Consulting Fees to Joseph F. Stiley, III and Harold M. Copperman

     During 1999, Messrs. Copperman and Stiley performed consulting services for
Lamaur and were paid $73,027 and $30,748, respectively. These amounts include
the fair market value on the date of grant of stock granted. These fees are in
addition to fees paid to these individuals as directors, and, in the case of Mr.
Stiley, are in addition to amounts earned while serving as Chief Executive
Officer.

                                       31
<PAGE>

Employment Contracts and Termination of Employment and Change of Control
Arrangements

     Pesin Employment Agreement

     In December 1999, the board of directors approved an employment agreement
with Lawrence Pesin. This agreement expires on December 31, 2001 and shall be
automatically renewed for periods of one year each unless notice is given by
either party at least one year before the end of the agreement and one year
before the end of subsequent renewals. The employment agreement provides that
Mr. Pesin's salary as Chief Executive Officer will be $75,000 per annum. In
addition to the base salary described above, the Company agrees to pay Mr. Pesin
a bonus based upon attaining certain operating results. The Company granted Mr.
Pesin options to purchase 600,000 shares of the Company's common stock at $0.125
per share. The vesting of these options occurs monthly during the term of the
agreement in equal installments of 25,000 shares per month. The Company will
also provide a car allowance of up to $1,000 per month.

     The Board of Directors shall have the right to terminate Mr. Pesin at any
time during the term of the agreement, and Mr.

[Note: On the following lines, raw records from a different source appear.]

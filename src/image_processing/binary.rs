use super::convert::MonochromeBitmap;

/// Framebuffer memory layouts understood by SSD1306-class controllers
///
/// The discriminants are the values stored in the ANM header's address mode byte.
#[derive(Debug, Clone, Copy, PartialEq, Eq, Hash)]
pub enum AddressMode {
    /// 8-row pages laid out left to right, one byte per column per page
    Horizontal,
    /// 8-row pages laid out top to bottom, one column after the other
    Vertical,
    /// Plain row-major bitmap, most significant bit first
    Linear,
}

impl AddressMode {
    /// Value written to the ANM header
    pub fn header_id(self) -> u8 {
        match self {
            AddressMode::Horizontal => 0,
            AddressMode::Vertical => 1,
            AddressMode::Linear => 2,
        }
    }

    pub fn description(self) -> &'static str {
        match self {
            AddressMode::Horizontal => "Horizontal",
            AddressMode::Vertical => "Vertical",
            AddressMode::Linear => "Linear",
        }
    }

    /// Byte offset and bit mask of pixel (x, y) in a width x height framebuffer
    #[inline]
    fn locate(self, x: u32, y: u32, width: u32, height: u32) -> (usize, u8) {
        match self {
            AddressMode::Horizontal => ((x + (y / 8) * width) as usize, 1 << (y % 8)),
            AddressMode::Vertical => ((x * (height / 8) + y / 8) as usize, 1 << (y % 8)),
            AddressMode::Linear => ((y * (width / 8) + x / 8) as usize, 0x80 >> (x % 8)),
        }
    }
}

/// Reusable packed frame buffer, `(width * height) / 8` bytes
#[derive(Debug, Clone)]
pub struct Framebuffer {
    width: u32,
    height: u32,
    data: Vec<u8>,
}

impl Framebuffer {
    pub fn new(width: u32, height: u32) -> Self {
        Self {
            width,
            height,
            data: vec![0; packed_size(width, height)],
        }
    }

    pub fn width(&self) -> u32 {
        self.width
    }

    pub fn height(&self) -> u32 {
        self.height
    }

    pub fn len(&self) -> usize {
        self.data.len()
    }

    pub fn is_empty(&self) -> bool {
        self.data.is_empty()
    }

    pub fn as_bytes(&self) -> &[u8] {
        &self.data
    }
}

/// Number of bytes one packed frame occupies
pub fn packed_size(width: u32, height: u32) -> usize {
    (width as usize * height as usize) / 8
}

/// Pack a monochrome bitmap into `framebuffer` using the given addressing mode
///
/// Every bit of the framebuffer is written: lit pixels set their bit, unlit
/// pixels clear it. Whatever the buffer held from a previous frame is irrelevant.
///
/// Width and height must be multiples of 8 and match the framebuffer geometry.
pub fn pack(mode: AddressMode, bitmap: &MonochromeBitmap, framebuffer: &mut Framebuffer) {
    let (width, height) = bitmap.dimensions();
    debug_assert_eq!((width, height), (framebuffer.width, framebuffer.height));
    debug_assert!(width % 8 == 0 && height % 8 == 0);

    let data = &mut framebuffer.data;
    for y in 0..height {
        for x in 0..width {
            let (index, mask) = mode.locate(x, y, width, height);
            if bitmap.is_lit(x, y) {
                data[index] |= mask;
            } else {
                data[index] &= !mask;
            }
        }
    }
}

/// Convenience wrapper around [`pack`] that allocates a fresh buffer
pub fn pack_to_vec(mode: AddressMode, bitmap: &MonochromeBitmap) -> Vec<u8> {
    let (width, height) = bitmap.dimensions();
    let mut framebuffer = Framebuffer::new(width, height);
    pack(mode, bitmap, &mut framebuffer);
    framebuffer.data
}

#[cfg(test)]
mod tests {
    use super::*;

    fn checkerboard(width: u32, height: u32) -> MonochromeBitmap {
        MonochromeBitmap::from_fn(width, height, |x, y| (x * 7 + y * 3) % 5 < 2)
    }

    #[test]
    fn test_framebuffer_size() {
        let fb = Framebuffer::new(128, 64);
        assert_eq!(fb.len(), 1024);
        assert!(fb.as_bytes().iter().all(|&b| b == 0));
        assert_eq!(packed_size(64, 32), 256);
    }

    #[test]
    fn test_horizontal_round_trip() {
        for &(w, h) in &[(8, 8), (64, 32), (128, 64), (24, 16)] {
            let bmp = checkerboard(w, h);
            let data = pack_to_vec(AddressMode::Horizontal, &bmp);
            assert_eq!(data.len(), packed_size(w, h));

            for y in 0..h {
                for x in 0..w {
                    let byte = data[(x + (y / 8) * w) as usize];
                    let bit = (byte >> (y % 8)) & 1 == 1;
                    assert_eq!(bit, bmp.is_lit(x, y), "pixel ({}, {}) in {}x{}", x, y, w, h);
                }
            }
        }
    }

    #[test]
    fn test_horizontal_page_layout() {
        // Top pixel of the first column is bit 0 of byte 0
        let bmp = MonochromeBitmap::from_fn(16, 16, |x, y| x == 0 && y == 0);
        let data = pack_to_vec(AddressMode::Horizontal, &bmp);
        assert_eq!(data[0], 0x01);
        assert!(data[1..].iter().all(|&b| b == 0));

        // Row 9 lands on the second page, bit 1
        let bmp = MonochromeBitmap::from_fn(16, 16, |x, y| x == 3 && y == 9);
        let data = pack_to_vec(AddressMode::Horizontal, &bmp);
        assert_eq!(data[3 + 16], 0x02);
    }

    #[test]
    fn test_linear_is_msb_first() {
        let bmp = MonochromeBitmap::from_fn(16, 8, |x, y| x == 0 && y == 0);
        let data = pack_to_vec(AddressMode::Linear, &bmp);
        assert_eq!(data[0], 0x80);
        assert!(data[1..].iter().all(|&b| b == 0));

        let bmp = MonochromeBitmap::from_fn(16, 8, |x, y| x == 15 && y == 1);
        let data = pack_to_vec(AddressMode::Linear, &bmp);
        assert_eq!(data[1 * 2 + 1], 0x01);
    }

    #[test]
    fn test_vertical_ssd1306_layout() {
        // On a 64-row panel pixel (x, y) lives in byte x*8 + y/8
        let bmp = MonochromeBitmap::from_fn(128, 64, |x, y| x == 5 && y == 42);
        let data = pack_to_vec(AddressMode::Vertical, &bmp);
        assert_eq!(data[5 * 8 + 42 / 8], 1 << (42 % 8));
        assert_eq!(data.iter().filter(|&&b| b != 0).count(), 1);
    }

    #[test]
    fn test_vertical_independent_of_width() {
        let (x, y) = (3, 21);
        let mut positions = Vec::new();
        for &w in &[8, 16, 64, 128] {
            let bmp = MonochromeBitmap::from_fn(w, 64, |px, py| px == x && py == y);
            let data = pack_to_vec(AddressMode::Vertical, &bmp);
            let index = data.iter().position(|&b| b != 0).unwrap();
            positions.push(index);
        }
        assert!(positions.iter().all(|&p| p == (x * 8 + y / 8) as usize));
    }

    #[test]
    fn test_stale_buffer_is_fully_overwritten() {
        let first = MonochromeBitmap::from_fn(32, 16, |_, _| true);
        let second = checkerboard(32, 16);

        for mode in [AddressMode::Horizontal, AddressMode::Vertical, AddressMode::Linear] {
            let mut fb = Framebuffer::new(32, 16);
            pack(mode, &first, &mut fb);
            assert!(fb.as_bytes().iter().all(|&b| b == 0xFF));

            pack(mode, &second, &mut fb);
            assert_eq!(fb.as_bytes(), pack_to_vec(mode, &second).as_slice(), "{:?}", mode);
        }
    }

    #[test]
    fn test_header_ids() {
        assert_eq!(AddressMode::Horizontal.header_id(), 0);
        assert_eq!(AddressMode::Vertical.header_id(), 1);
        assert_eq!(AddressMode::Linear.header_id(), 2);
    }
}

Pesin is entitled to all the
benefits provided for in the agreement unless the Company terminates the
agreement because Mr. Pesin has been convicted of a felony or intentional fraud
against the Company, in which case, the Company shall have no further obligation
to Mr. Pesin.

     Employee Severance Agreements

     On May 6, 1997, the board of directors and the compensation committee
approved employee severance agreements with ten officers of Lamaur.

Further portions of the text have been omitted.